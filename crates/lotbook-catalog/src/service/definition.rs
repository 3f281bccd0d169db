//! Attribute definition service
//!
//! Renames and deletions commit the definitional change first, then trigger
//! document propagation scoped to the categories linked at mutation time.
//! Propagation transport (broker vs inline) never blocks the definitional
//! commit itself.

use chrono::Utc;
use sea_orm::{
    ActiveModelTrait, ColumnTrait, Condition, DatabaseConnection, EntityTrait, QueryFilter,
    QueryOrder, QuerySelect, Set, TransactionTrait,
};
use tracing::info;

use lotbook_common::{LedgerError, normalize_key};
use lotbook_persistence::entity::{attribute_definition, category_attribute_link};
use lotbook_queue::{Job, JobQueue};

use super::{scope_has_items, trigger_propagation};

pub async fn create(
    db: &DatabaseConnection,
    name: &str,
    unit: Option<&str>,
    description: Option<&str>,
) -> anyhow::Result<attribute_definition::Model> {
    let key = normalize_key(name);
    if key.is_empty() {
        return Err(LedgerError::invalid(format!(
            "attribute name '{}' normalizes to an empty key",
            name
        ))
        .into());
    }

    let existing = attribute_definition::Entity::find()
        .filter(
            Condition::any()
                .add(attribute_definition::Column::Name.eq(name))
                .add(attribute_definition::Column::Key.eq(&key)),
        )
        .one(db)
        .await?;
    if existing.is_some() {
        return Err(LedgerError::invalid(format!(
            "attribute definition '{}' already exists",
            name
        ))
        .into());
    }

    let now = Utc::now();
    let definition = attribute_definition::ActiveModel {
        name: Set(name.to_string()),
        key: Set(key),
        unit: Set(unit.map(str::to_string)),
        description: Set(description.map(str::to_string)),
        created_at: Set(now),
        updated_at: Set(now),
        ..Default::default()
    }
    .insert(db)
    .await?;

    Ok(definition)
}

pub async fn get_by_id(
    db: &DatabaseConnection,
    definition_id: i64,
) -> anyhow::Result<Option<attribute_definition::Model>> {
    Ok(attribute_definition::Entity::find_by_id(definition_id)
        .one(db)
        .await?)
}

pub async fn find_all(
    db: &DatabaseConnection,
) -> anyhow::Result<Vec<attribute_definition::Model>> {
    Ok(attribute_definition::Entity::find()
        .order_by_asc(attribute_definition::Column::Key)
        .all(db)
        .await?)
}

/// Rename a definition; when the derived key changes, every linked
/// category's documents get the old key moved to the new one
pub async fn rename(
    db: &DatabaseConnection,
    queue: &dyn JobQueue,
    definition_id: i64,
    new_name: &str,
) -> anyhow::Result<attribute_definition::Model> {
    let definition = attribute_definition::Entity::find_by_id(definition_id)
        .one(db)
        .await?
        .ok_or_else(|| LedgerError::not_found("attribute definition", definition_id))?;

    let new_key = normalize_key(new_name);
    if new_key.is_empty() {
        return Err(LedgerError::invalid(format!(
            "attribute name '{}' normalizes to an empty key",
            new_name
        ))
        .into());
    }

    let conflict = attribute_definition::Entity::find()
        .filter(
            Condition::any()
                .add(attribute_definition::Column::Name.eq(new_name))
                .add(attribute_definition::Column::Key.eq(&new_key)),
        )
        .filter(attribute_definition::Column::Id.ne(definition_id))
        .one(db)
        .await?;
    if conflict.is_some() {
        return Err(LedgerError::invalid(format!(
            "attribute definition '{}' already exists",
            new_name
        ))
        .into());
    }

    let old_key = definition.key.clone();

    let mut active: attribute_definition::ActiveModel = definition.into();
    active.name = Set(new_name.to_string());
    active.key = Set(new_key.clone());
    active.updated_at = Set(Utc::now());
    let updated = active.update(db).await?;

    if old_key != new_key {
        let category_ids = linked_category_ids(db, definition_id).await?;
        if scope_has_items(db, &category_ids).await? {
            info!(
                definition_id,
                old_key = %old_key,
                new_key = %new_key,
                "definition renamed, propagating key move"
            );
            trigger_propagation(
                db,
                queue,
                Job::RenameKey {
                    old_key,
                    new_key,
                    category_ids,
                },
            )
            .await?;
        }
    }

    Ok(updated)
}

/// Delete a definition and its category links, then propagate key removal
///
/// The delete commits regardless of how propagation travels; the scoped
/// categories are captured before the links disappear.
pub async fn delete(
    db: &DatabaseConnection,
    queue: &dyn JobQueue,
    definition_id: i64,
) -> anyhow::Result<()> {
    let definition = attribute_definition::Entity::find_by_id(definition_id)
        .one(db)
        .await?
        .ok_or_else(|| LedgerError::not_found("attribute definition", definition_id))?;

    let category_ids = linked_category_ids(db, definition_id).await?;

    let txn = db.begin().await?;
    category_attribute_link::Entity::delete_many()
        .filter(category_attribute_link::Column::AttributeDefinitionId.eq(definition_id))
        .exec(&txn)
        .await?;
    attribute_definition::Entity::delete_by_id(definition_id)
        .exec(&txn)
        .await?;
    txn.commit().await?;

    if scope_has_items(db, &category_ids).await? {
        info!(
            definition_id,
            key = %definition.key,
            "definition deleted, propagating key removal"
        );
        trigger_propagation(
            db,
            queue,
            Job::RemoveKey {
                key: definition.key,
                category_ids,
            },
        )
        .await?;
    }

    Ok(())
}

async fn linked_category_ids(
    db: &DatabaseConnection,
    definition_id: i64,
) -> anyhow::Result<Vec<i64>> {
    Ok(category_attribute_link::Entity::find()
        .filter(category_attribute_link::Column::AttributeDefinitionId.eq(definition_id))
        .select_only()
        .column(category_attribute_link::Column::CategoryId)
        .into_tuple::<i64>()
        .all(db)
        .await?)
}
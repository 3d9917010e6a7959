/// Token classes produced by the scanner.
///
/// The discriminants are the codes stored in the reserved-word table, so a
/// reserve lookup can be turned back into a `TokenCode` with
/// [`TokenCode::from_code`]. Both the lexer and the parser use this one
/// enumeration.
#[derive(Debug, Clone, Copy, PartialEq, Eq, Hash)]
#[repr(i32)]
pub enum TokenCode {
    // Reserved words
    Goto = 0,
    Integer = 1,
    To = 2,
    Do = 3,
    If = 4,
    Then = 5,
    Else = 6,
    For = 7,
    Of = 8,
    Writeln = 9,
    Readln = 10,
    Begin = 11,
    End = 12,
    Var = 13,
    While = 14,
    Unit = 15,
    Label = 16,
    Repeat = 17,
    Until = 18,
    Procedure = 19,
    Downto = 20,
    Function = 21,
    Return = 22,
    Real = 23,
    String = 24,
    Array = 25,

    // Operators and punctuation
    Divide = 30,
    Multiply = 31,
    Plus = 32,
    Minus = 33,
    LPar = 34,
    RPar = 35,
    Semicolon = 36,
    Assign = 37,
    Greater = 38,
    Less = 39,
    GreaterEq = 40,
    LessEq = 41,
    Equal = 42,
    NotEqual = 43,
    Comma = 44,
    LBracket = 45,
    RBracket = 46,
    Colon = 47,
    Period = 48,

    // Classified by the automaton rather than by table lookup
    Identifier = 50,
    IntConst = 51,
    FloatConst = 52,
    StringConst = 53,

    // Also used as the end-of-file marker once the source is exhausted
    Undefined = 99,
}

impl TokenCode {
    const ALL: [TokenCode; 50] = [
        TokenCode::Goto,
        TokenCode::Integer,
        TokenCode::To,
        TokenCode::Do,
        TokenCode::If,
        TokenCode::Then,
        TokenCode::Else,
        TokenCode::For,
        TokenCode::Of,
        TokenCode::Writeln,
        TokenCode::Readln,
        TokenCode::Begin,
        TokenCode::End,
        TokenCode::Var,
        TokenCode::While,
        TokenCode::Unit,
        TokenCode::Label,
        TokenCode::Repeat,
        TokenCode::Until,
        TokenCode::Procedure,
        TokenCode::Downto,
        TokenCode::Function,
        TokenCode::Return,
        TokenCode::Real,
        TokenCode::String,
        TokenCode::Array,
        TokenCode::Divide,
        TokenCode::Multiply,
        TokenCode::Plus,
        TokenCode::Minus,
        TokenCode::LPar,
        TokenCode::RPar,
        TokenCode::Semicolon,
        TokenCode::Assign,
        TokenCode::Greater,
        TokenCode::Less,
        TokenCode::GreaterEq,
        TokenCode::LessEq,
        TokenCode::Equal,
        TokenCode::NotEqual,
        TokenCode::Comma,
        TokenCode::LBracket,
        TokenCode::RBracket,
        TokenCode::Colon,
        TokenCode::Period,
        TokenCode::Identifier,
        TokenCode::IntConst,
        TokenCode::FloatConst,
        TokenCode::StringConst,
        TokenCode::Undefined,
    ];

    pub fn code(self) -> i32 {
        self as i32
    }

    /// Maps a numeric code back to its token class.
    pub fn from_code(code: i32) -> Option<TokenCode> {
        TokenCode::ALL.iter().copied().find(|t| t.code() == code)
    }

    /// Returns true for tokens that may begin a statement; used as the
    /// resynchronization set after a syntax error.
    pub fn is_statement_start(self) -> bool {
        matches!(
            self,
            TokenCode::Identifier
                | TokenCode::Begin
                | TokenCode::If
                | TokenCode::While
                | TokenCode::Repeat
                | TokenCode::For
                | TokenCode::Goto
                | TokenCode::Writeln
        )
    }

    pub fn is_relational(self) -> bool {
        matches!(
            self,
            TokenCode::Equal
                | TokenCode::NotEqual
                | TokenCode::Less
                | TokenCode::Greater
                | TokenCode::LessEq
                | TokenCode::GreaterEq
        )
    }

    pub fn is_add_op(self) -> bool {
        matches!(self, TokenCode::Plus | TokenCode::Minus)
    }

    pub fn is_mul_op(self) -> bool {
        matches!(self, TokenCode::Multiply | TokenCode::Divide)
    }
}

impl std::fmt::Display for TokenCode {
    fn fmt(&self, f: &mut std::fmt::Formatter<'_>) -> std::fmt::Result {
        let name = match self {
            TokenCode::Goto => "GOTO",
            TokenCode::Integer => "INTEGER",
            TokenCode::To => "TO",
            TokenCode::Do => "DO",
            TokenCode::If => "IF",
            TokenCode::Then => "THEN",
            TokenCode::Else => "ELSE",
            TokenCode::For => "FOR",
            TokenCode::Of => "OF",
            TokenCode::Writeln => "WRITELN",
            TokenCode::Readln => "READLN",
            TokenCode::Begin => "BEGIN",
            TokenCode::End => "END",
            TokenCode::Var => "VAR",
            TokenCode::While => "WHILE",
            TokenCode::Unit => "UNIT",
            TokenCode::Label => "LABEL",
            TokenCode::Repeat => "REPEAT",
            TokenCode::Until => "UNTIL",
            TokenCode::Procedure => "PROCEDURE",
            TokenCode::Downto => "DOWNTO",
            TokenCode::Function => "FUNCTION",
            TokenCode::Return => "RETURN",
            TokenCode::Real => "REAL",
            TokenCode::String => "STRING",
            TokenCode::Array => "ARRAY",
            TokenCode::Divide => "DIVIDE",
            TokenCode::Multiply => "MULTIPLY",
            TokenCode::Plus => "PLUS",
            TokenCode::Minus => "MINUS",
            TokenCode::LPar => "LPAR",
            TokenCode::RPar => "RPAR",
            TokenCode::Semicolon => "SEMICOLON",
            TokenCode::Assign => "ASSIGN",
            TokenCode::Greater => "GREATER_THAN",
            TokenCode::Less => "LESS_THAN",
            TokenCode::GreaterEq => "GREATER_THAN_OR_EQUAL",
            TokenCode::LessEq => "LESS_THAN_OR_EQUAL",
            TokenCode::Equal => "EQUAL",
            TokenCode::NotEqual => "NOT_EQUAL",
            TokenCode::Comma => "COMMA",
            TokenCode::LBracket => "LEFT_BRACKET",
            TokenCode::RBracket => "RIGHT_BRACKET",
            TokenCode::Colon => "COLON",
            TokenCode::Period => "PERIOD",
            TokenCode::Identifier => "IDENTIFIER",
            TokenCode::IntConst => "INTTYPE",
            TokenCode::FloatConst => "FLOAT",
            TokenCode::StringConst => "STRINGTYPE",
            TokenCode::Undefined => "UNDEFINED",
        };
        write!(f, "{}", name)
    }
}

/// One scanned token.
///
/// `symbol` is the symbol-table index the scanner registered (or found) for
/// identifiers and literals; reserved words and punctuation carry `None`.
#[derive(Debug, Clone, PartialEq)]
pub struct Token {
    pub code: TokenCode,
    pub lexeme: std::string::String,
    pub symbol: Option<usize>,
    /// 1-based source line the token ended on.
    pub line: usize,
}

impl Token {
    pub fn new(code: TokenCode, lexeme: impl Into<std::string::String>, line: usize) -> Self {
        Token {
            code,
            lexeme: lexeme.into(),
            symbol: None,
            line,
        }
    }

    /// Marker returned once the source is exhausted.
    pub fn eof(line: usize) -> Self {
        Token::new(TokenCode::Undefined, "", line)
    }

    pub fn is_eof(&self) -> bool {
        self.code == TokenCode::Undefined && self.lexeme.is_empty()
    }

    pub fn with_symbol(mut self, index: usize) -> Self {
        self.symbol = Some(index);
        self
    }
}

=-=-=

_What the exercise asks:_
Filter the entries above and keep only the lines with the word "Divide".

_Problem solution:_
    Divide = 30,
        TokenCode::Divide,
        matches!(self, TokenCode::Multiply | TokenCode::Divide)
            TokenCode::Divide => "DIVIDE",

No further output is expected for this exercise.